Isaac could bring sizable storm surges and massive amounts of rain, presenting the most stern test yet for New Orleans’s rebuilt levees, which are designed to endure all but the most catastrophic storms. The storm is also likely to test the federal government’s ability to respond to a natural disaster in the region seven years after the Bush administration fumbled the task in the wake of Katrina.
For Republicans in Tampa, the coming storm presents another kind of challenge. With Isaac bearing down on the Gulf Coast, party leaders have been left to walk a delicate political tightrope: trying to bash President Obama’s handling of the economy and spotlight the GOP nominee, Mitt Romney, while potentially sharing broadcast time with scenes of hurricane devastation and the Obama administration’s response to it.
Officials on Monday urged those in Isaac’s wide-ranging path to take the storm seriously. Its huge size and sluggish forward progress — it is forecast to slow further as it comes ashore — could mean storm surges of six to 12 feet in low-lying coastal areas and heavy rains.
“These water hazards — the storm surge and the inland flooding — are things that sometimes people forget,” National Hurricane Center Director Rick Knabb told reporters Monday. “They consider tropical storms and hurricanes as just windstorms, and they are far more than that.”
Federal Emergency Management Agency Administrator Craig Fugate urged residents to flee if asked. “When those evacuation orders are issued, we need people to heed them and move to higher ground,” he said. “Don’t wait.”

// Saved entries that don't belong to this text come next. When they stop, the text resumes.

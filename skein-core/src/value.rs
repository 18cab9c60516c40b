//! The dynamically-shaped payload that flows back into a fiber at each
//! resumption point.
//!
//! A fiber body is generic Rust code, but the thing that resumes it is
//! the scheduler, which only knows it fired *some* event and produced
//! *some* result. [`Value`] is the scheduler's half of that handshake;
//! each public suspension point (`recv`, `spawn`, `join`, ...) knows
//! exactly which variant it will get back and unwraps it immediately,
//! so the dynamic typing never leaks past the call site that produced it.

use std::any::Any;
use std::rc::Rc;

use crate::event::FiberId;
use crate::socket::Connection;
use bytes::Bytes;

/// A terminal fiber value handed to a user function via `end`, carried
/// to a delegator or joiner as `Rc<dyn Any>` since more than one
/// observer (several joiners, plus a delegator) may need to see it.
pub type AnyValue = Rc<dyn Any>;

/// Resume value delivered to a fiber when the scheduler advances it.
#[derive(Clone)]
pub enum Value {
    /// No meaningful payload; used for `null`, `kill`, `sendall`.
    Unit,
    /// Byte count written by a non-`sendall` `send`.
    Count(usize),
    /// Bytes read by `recv`.
    Bytes(Bytes),
    /// A freshly accepted or connected socket.
    Connection(Connection),
    /// The id handed back by `spawn`, used to `join` or `kill` later.
    Fiber(FiberId),
    /// The terminal outcome of a delegated or joined fiber: `None` if it
    /// completed without calling `end`, `Some(v)` if it did.
    Terminal(Option<AnyValue>),
}

impl Value {
    pub(crate) fn into_unit(self) {
        debug_assert!(matches!(self, Value::Unit), "expected Value::Unit");
    }

    pub(crate) fn into_count(self) -> usize {
        match self {
            Value::Count(n) => n,
            _ => unreachable!("yield site and resume value disagree on shape"),
        }
    }

    pub(crate) fn into_bytes(self) -> Bytes {
        match self {
            Value::Bytes(b) => b,
            _ => unreachable!("yield site and resume value disagree on shape"),
        }
    }

    pub(crate) fn into_connection(self) -> Connection {
        match self {
            Value::Connection(c) => c,
            _ => unreachable!("yield site and resume value disagree on shape"),
        }
    }

    pub(crate) fn into_fiber_id(self) -> FiberId {
        match self {
            Value::Fiber(id) => id,
            _ => unreachable!("yield site and resume value disagree on shape"),
        }
    }

    pub(crate) fn into_terminal(self) -> Option<AnyValue> {
        match self {
            Value::Terminal(v) => v,
            _ => unreachable!("yield site and resume value disagree on shape"),
        }
    }
}

#[cfg(test)]
mod tests {
    use super::*;

    #[test]
    fn into_count_unwraps_a_count() {
        assert_eq!(Value::Count(42).into_count(), 42);
    }

    #[test]
    fn into_bytes_unwraps_bytes() {
        let bytes = Value::Bytes(Bytes::from_static(b"hi")).into_bytes();
        assert_eq!(&bytes[..], b"hi");
    }

    #[test]
    fn into_fiber_id_unwraps_the_id() {
        assert_eq!(Value::Fiber(FiberId(3)).into_fiber_id(), FiberId(3));
    }

    #[test]
    fn into_terminal_roundtrips_the_downcastable_value() {
        let terminal: AnyValue = Rc::new(9i64);
        let value = Value::Terminal(Some(terminal)).into_terminal();
        let unwrapped = value.expect("terminal value present");
        assert_eq!(*unwrapped.downcast::<i64>().unwrap(), 9);
    }

    #[test]
    fn into_terminal_handles_a_child_that_never_called_end() {
        assert!(Value::Terminal(None).into_terminal().is_none());
    }

    #[test]
    #[should_panic(expected = "disagree on shape")]
    fn into_count_panics_on_the_wrong_shape() {
        Value::Unit.into_count();
    }
}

That sense of urgency had yet to pervade New Orleans on Monday, which cooked in 90-plus-degree heat beneath clear blue skies. City officials warned that Isaac could be a dangerous storm but stopped short of mandatory evacuations.
New Orleans Mayor Mitch Landrieu sought to reassure residents about the threat posed by Isaac, taking to a podium in City Hall to boast that “there’s nothing this storm will bring us that we’re not capable of handling.”
He touted $10 billion of levee improvements since Hurricane Katrina and proclaimed the city “battle-ready.” A Category 3 hurricane — with winds more than 110 mph — might have prompted an evacuation, Landrieu said, but Isaac was looking likely to remain a Category 1.
Isaac’s approach did force the cancellation of events staged each year to remember those killed by Katrina. Also, prison superintendents worked through the night to transfer more than 1,000 inmates from vulnerable jails in the city.